Tell how many lines in the data contain the word "NaiveDateTime", and leave out everything else.
—————
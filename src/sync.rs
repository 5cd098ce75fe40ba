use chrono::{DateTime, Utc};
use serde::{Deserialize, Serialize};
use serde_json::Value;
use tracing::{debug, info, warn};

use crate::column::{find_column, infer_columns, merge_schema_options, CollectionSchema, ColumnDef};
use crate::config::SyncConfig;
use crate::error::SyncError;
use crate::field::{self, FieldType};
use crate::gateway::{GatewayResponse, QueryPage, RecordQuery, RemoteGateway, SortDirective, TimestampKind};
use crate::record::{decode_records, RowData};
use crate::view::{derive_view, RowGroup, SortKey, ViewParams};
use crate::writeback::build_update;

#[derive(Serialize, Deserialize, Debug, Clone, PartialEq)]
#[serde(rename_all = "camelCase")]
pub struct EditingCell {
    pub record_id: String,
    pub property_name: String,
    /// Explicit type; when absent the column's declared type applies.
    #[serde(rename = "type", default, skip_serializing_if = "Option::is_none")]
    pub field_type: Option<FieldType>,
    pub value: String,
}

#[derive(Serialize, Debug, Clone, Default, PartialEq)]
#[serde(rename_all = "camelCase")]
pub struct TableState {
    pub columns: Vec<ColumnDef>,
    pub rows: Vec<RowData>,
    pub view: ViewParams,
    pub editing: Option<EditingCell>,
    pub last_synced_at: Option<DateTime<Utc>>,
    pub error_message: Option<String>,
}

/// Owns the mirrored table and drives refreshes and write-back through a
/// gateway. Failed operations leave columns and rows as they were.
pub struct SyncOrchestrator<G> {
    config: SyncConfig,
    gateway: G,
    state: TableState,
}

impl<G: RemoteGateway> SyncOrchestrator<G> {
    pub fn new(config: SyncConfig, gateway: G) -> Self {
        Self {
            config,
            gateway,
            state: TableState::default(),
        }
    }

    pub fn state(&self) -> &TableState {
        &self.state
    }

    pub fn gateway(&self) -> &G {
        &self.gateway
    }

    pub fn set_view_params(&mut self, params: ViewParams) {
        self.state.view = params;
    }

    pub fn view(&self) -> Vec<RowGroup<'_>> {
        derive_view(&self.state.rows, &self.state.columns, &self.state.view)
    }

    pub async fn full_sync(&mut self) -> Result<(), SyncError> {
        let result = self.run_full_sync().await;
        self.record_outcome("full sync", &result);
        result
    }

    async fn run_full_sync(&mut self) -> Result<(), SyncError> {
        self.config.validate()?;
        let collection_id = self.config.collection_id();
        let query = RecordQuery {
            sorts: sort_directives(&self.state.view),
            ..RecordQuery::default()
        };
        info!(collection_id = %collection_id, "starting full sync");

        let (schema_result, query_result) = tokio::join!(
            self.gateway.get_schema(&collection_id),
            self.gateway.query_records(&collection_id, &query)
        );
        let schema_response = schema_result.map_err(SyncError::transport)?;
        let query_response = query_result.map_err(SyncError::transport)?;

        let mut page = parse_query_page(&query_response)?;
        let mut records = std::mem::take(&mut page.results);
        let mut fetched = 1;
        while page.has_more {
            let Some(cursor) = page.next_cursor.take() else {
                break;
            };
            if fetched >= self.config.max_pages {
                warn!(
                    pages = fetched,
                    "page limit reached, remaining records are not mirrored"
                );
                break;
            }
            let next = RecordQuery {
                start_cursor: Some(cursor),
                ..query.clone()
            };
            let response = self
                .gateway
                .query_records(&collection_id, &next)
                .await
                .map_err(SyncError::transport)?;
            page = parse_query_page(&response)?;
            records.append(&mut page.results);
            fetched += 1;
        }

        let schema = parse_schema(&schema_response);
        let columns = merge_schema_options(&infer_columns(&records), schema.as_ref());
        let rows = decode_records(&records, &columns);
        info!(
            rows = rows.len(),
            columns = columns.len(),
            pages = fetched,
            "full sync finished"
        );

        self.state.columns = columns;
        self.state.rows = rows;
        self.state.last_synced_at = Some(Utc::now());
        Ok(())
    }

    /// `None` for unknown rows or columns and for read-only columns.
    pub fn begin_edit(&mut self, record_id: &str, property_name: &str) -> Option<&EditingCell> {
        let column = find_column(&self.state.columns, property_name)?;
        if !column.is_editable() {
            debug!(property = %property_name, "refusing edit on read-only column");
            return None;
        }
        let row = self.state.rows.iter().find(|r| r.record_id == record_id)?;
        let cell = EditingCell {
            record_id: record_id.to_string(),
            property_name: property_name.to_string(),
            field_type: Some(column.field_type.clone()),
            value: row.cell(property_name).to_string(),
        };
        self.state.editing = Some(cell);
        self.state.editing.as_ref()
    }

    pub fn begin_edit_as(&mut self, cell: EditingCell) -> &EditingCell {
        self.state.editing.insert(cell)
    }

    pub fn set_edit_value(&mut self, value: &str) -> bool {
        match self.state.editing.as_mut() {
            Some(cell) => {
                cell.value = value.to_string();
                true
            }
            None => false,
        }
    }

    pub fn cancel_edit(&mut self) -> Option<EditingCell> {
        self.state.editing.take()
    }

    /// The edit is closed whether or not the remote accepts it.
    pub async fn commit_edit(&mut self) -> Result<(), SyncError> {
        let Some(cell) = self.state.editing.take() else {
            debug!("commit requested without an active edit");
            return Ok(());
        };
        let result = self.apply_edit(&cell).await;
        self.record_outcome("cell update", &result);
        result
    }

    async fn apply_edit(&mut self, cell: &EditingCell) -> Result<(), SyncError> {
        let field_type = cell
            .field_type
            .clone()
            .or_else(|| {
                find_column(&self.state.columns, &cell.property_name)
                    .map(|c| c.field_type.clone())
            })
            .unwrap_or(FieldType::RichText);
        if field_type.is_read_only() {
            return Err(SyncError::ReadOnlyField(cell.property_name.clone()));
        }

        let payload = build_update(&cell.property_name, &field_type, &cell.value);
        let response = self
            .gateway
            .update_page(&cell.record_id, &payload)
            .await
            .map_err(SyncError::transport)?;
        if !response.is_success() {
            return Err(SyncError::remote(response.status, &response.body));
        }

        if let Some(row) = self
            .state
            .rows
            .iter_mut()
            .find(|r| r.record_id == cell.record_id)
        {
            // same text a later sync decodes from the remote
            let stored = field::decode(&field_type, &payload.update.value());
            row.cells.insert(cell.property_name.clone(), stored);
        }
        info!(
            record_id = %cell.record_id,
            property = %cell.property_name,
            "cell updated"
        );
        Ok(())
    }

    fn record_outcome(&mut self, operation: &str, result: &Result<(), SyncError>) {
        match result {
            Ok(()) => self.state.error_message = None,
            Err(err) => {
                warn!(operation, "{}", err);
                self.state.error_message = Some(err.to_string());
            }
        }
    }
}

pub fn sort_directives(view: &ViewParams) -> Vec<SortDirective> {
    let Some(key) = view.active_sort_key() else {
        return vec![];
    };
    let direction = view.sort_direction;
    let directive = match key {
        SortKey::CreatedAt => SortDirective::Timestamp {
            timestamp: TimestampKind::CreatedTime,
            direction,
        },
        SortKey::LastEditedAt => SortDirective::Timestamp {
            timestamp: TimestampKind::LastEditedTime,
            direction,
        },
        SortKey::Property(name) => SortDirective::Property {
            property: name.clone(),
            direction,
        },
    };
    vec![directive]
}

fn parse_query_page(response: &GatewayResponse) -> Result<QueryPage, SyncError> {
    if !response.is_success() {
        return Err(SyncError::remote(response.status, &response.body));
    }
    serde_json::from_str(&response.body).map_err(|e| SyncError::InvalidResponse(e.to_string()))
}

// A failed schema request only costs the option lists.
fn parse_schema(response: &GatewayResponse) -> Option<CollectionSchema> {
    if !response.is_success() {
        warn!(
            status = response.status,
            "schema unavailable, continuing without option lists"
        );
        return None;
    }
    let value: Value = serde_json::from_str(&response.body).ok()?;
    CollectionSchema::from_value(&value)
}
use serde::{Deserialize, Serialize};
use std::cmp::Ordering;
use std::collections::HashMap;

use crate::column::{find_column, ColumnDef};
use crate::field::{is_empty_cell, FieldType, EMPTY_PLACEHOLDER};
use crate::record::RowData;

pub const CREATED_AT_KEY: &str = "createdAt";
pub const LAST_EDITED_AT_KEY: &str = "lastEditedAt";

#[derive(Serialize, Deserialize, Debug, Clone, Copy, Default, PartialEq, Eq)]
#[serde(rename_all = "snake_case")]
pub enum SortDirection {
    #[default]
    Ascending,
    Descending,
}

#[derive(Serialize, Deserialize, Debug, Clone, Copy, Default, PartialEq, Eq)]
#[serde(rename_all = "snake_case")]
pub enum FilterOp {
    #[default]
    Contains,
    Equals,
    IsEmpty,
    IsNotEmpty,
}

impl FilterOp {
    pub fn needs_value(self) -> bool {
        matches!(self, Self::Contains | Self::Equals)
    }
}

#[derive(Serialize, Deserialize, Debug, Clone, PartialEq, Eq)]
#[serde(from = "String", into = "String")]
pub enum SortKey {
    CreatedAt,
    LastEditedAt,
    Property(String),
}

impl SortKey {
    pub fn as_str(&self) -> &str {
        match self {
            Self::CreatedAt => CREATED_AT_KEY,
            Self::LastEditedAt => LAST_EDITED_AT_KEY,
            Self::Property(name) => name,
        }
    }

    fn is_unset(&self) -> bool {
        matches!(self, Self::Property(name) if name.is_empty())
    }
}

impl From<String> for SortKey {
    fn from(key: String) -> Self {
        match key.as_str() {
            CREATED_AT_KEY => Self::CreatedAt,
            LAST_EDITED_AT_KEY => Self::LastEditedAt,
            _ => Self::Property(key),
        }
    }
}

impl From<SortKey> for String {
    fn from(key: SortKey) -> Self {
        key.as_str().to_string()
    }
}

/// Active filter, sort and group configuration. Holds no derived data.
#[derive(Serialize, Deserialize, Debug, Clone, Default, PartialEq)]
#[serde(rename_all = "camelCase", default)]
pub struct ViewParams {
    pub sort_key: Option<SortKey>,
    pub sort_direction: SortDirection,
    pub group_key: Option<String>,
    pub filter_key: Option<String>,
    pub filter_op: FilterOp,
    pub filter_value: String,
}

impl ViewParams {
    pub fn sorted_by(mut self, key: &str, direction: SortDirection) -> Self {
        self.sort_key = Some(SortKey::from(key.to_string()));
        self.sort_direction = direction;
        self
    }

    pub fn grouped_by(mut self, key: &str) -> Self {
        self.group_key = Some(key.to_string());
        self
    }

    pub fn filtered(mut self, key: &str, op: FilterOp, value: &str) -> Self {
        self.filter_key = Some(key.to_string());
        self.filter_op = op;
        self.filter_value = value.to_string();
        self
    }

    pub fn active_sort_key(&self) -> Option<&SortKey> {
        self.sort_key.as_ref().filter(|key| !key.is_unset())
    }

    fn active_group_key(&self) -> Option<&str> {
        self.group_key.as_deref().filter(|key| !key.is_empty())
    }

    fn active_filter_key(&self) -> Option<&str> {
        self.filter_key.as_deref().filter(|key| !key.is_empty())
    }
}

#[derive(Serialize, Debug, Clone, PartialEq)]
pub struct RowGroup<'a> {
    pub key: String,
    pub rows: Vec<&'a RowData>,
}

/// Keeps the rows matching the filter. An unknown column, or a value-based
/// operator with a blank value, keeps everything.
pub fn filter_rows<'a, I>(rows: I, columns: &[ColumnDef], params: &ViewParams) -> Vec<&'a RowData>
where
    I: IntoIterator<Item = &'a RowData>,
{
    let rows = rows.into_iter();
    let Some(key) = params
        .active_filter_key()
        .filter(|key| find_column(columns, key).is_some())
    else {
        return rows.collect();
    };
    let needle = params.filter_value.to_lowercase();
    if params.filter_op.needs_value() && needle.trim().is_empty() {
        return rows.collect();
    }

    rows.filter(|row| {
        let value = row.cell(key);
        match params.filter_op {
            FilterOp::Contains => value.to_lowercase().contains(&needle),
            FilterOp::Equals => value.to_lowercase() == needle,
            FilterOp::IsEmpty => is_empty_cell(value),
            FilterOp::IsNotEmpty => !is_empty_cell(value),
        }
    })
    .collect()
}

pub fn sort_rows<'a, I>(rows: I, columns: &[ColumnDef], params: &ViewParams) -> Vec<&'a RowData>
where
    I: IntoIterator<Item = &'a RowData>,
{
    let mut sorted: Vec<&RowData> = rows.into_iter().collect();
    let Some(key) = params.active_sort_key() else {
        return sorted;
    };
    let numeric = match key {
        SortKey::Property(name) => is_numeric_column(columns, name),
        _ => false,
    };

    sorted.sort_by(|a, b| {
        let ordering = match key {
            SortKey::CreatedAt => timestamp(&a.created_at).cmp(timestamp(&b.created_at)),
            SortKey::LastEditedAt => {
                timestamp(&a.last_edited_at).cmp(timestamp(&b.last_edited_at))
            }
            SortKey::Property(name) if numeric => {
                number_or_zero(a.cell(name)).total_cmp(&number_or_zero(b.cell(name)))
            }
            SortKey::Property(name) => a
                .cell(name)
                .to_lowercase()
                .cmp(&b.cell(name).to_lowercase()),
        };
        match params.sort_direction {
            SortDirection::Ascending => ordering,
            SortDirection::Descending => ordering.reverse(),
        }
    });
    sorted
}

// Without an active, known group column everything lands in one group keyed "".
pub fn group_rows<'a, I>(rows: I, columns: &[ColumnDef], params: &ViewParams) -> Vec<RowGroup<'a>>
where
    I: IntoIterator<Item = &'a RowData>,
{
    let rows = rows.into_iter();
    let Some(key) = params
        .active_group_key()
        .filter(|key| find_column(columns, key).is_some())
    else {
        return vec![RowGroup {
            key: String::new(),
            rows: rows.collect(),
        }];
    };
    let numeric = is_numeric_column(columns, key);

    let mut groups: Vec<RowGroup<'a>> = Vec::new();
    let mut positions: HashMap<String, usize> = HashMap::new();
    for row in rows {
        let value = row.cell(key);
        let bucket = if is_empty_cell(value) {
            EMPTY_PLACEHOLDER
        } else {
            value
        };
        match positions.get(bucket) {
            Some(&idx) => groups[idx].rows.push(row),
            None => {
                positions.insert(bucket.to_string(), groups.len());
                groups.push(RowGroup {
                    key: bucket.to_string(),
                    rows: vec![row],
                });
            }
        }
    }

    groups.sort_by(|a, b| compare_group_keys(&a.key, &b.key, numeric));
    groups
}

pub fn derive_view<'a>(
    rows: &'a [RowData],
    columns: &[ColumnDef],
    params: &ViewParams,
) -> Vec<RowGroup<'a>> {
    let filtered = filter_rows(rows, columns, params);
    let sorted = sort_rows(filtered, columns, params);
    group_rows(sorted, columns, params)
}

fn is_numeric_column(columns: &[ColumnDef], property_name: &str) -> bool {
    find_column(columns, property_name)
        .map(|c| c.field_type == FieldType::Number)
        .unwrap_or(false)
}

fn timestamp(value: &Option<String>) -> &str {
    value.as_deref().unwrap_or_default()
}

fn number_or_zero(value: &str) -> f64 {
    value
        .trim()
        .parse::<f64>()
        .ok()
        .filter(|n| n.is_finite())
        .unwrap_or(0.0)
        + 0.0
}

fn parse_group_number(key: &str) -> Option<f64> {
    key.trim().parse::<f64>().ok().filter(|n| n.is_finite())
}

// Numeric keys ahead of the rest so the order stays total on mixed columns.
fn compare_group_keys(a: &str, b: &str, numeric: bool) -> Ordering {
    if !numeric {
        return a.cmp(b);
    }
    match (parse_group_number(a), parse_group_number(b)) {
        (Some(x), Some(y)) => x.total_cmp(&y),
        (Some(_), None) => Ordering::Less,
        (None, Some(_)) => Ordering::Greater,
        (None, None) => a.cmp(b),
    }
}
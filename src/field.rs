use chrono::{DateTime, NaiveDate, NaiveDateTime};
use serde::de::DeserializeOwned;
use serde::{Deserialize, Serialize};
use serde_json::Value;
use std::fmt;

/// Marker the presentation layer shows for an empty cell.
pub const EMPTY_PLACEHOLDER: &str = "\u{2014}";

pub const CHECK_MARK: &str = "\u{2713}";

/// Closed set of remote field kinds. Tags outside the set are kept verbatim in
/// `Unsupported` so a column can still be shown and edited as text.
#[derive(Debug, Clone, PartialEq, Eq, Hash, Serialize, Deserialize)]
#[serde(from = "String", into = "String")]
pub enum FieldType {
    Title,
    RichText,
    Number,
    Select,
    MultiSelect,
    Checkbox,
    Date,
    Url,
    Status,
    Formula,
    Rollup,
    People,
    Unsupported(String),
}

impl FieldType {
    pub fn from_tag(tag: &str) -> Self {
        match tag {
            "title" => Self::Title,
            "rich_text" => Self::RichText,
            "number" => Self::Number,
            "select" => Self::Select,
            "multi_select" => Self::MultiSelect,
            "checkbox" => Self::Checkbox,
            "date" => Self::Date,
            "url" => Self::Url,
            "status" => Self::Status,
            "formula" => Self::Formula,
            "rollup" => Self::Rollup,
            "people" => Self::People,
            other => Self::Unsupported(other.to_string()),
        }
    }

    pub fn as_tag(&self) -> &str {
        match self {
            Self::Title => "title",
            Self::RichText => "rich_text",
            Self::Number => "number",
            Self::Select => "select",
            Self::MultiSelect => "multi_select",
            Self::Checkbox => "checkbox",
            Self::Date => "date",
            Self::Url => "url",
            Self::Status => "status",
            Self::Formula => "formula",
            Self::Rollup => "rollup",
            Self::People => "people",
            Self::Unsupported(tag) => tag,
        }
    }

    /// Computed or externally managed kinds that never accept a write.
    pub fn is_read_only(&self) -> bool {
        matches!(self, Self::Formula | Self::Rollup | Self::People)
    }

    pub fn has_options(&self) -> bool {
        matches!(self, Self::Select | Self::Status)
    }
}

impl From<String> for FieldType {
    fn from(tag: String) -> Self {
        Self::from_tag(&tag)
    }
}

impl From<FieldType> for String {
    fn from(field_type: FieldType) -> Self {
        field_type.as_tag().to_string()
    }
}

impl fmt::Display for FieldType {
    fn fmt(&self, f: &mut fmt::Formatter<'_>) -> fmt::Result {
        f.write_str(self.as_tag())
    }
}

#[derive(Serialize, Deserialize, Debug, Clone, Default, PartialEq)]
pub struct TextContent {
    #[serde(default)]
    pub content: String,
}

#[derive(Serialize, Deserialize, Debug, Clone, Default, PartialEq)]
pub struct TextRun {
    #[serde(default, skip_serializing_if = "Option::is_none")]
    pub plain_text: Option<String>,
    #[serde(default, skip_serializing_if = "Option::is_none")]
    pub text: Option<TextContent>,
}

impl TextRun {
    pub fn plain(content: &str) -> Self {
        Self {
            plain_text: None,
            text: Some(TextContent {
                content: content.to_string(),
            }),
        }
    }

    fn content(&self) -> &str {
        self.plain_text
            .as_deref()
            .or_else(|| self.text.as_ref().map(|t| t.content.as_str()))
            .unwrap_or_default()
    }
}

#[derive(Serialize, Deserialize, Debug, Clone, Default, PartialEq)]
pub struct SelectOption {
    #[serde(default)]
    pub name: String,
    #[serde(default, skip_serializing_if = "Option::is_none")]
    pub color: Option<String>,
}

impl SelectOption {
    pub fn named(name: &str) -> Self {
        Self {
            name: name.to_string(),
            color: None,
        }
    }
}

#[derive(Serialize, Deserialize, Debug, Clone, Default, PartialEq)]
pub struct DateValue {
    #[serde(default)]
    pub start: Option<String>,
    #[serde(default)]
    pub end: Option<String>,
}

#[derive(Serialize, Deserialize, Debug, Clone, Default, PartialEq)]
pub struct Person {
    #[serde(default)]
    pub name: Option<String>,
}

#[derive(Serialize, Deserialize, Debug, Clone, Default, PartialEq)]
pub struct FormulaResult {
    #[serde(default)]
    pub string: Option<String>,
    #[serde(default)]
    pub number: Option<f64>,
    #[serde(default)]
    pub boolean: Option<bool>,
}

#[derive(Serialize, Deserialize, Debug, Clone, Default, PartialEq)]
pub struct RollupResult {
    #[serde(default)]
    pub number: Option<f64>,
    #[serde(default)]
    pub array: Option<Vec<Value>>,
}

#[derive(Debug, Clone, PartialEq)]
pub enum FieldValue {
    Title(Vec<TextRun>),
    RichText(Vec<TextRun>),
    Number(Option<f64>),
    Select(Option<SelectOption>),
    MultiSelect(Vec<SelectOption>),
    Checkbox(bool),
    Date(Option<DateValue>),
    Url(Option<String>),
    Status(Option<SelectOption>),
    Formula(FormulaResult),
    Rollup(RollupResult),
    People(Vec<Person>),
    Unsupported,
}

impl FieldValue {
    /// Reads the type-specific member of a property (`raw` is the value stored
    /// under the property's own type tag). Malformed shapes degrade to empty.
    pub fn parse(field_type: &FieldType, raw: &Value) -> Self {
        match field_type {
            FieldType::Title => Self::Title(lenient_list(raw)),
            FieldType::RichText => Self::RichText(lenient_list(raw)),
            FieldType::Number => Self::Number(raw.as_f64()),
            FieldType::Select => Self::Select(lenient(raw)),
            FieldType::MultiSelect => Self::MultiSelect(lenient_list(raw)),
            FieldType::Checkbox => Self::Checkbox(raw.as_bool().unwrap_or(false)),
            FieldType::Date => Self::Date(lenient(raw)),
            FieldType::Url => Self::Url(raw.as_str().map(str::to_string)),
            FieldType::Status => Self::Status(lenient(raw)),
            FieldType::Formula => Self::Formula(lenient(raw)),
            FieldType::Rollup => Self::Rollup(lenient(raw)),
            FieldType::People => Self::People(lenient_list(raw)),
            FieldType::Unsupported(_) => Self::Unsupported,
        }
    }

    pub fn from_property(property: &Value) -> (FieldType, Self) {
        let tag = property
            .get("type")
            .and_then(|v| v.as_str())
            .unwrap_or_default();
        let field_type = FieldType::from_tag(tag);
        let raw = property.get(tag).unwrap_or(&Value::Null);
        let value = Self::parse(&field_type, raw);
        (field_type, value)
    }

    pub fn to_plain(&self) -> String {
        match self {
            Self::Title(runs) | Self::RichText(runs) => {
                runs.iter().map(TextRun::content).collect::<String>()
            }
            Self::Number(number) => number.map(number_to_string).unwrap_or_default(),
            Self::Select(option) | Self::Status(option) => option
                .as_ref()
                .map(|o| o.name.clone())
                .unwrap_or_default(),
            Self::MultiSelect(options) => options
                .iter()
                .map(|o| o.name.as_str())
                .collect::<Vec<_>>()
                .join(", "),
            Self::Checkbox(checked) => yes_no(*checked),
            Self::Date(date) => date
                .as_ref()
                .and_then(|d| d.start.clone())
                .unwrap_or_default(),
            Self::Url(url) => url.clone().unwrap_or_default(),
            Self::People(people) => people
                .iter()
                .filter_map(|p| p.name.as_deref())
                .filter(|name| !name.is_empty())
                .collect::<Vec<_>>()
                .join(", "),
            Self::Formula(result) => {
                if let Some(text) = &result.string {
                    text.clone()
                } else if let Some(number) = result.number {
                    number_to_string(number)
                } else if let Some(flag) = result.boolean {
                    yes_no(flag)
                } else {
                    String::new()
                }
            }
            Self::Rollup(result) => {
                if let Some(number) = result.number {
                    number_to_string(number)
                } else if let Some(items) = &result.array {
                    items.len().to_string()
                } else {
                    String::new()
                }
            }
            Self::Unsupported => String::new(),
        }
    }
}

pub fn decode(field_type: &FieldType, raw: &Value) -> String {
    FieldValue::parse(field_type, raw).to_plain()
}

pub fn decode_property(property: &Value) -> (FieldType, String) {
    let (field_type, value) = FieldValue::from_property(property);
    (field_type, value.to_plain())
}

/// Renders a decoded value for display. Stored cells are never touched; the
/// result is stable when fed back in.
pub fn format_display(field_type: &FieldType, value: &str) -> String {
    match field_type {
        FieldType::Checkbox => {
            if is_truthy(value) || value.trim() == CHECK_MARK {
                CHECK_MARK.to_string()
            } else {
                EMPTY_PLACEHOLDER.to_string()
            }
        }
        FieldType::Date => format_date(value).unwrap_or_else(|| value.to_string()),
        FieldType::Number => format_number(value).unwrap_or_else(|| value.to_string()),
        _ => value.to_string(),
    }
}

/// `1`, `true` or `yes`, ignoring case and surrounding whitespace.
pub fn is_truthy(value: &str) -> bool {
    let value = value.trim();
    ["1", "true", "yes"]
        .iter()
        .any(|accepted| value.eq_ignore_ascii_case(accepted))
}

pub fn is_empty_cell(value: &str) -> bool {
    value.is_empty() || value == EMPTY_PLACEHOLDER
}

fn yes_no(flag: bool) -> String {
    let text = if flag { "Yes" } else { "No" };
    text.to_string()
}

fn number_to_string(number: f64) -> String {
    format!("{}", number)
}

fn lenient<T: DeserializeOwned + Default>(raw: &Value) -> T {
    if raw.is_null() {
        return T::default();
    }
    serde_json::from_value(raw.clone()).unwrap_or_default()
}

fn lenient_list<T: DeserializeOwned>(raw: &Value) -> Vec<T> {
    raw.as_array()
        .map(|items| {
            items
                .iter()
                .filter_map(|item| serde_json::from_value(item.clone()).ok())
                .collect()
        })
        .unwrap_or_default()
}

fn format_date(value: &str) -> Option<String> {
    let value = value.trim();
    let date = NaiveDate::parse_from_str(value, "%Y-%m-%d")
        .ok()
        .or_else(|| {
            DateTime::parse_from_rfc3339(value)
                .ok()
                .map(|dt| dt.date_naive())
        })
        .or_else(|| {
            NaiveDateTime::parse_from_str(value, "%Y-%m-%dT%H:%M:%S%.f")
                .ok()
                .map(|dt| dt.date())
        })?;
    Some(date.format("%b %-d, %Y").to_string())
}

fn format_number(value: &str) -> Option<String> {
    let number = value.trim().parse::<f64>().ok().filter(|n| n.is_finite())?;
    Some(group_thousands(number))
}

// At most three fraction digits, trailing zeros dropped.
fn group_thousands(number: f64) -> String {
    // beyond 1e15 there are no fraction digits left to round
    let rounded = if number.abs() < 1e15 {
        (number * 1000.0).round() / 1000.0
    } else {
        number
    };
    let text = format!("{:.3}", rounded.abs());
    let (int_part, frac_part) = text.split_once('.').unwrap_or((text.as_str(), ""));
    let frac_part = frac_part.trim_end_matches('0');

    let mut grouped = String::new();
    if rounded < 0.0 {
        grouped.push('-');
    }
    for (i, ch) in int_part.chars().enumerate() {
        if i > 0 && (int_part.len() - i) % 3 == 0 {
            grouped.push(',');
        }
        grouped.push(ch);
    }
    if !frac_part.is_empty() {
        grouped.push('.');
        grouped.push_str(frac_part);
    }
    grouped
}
—————
▸ **EXERCISE ANSWER**: 2